------ DATA SUPPLIED ------
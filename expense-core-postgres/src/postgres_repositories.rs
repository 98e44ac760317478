use async_trait::async_trait;
use expense_core_db::repository::session::{ChainSession, ChainSessionFactory};
use sqlx::PgPool;
use std::error::Error;
use std::sync::Arc;

use crate::executor::Executor;
use crate::repository::audit::{audit_log_repository::AuditLogRepositoryImpl, AuditRepoFactory};
use crate::repository::ledger::{financial_record_repository::FinancialRecordRepositoryImpl, LedgerRepoFactory};

/// Opens [`PostgresSession`]s on a shared pool.
///
/// One instance is shared by the whole application, typically wrapped in a
/// `FinancialRecordServiceImpl`.
pub struct PostgresRepositories {
    pool: Arc<PgPool>,
    audit_factory: Arc<AuditRepoFactory>,
    ledger_factory: Arc<LedgerRepoFactory>,
}

impl PostgresRepositories {
    pub fn new(pool: Arc<PgPool>) -> Self {
        Self {
            pool,
            audit_factory: AuditRepoFactory::new(),
            ledger_factory: LedgerRepoFactory::new(),
        }
    }

    pub fn pool(&self) -> &PgPool {
        &self.pool
    }

    /// All repositories sharing a single transaction
    pub async fn create_session(&self) -> Result<PostgresSession, sqlx::Error> {
        let tx = self.pool.begin().await?;
        let executor = Executor::new(tx);

        Ok(PostgresSession {
            audit_log_repository: self.audit_factory.build_audit_log_repo(&executor),
            financial_record_repository: self.ledger_factory.build_financial_record_repo(&executor),
            executor,
        })
    }
}

#[async_trait]
impl ChainSessionFactory for PostgresRepositories {
    type Session = PostgresSession;

    async fn begin(&self) -> Result<PostgresSession, Box<dyn Error + Send + Sync>> {
        Ok(self.create_session().await?)
    }
}

/// One database transaction and the repositories bound to it.
///
/// Dropping the session without committing rolls the transaction back.
pub struct PostgresSession {
    pub executor: Executor,
    pub audit_log_repository: Arc<AuditLogRepositoryImpl>,
    pub financial_record_repository: Arc<FinancialRecordRepositoryImpl>,
}

#[async_trait]
impl ChainSession for PostgresSession {
    type Records = FinancialRecordRepositoryImpl;
    type AuditLogs = AuditLogRepositoryImpl;

    fn records(&self) -> &FinancialRecordRepositoryImpl {
        &self.financial_record_repository
    }

    fn audit_logs(&self) -> &AuditLogRepositoryImpl {
        &self.audit_log_repository
    }

    async fn commit(self) -> Result<(), Box<dyn Error + Send + Sync>> {
        self.executor.commit().await
    }

    async fn rollback(self) -> Result<(), Box<dyn Error + Send + Sync>> {
        self.executor.rollback().await
    }
}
------
Every line from the line containing "a shared pool." through the line containing "a single transaction" in the records above must be retyped exactly. Leave out the rest.

/// Opens [`PostgresSession`]s on a shared pool.
///
/// One instance is shared by the whole application, typically wrapped in a
/// `FinancialRecordServiceImpl`.
pub struct PostgresRepositories {
    pool: Arc<PgPool>,
    audit_factory: Arc<AuditRepoFactory>,
    ledger_factory: Arc<LedgerRepoFactory>,
}

impl PostgresRepositories {
    pub fn new(pool: Arc<PgPool>) -> Self {
        Self {
            pool,
            audit_factory: AuditRepoFactory::new(),
            ledger_factory: LedgerRepoFactory::new(),
        }
    }

    pub fn pool(&self) -> &PgPool {
        &self.pool
    }

    /// All repositories sharing a single transaction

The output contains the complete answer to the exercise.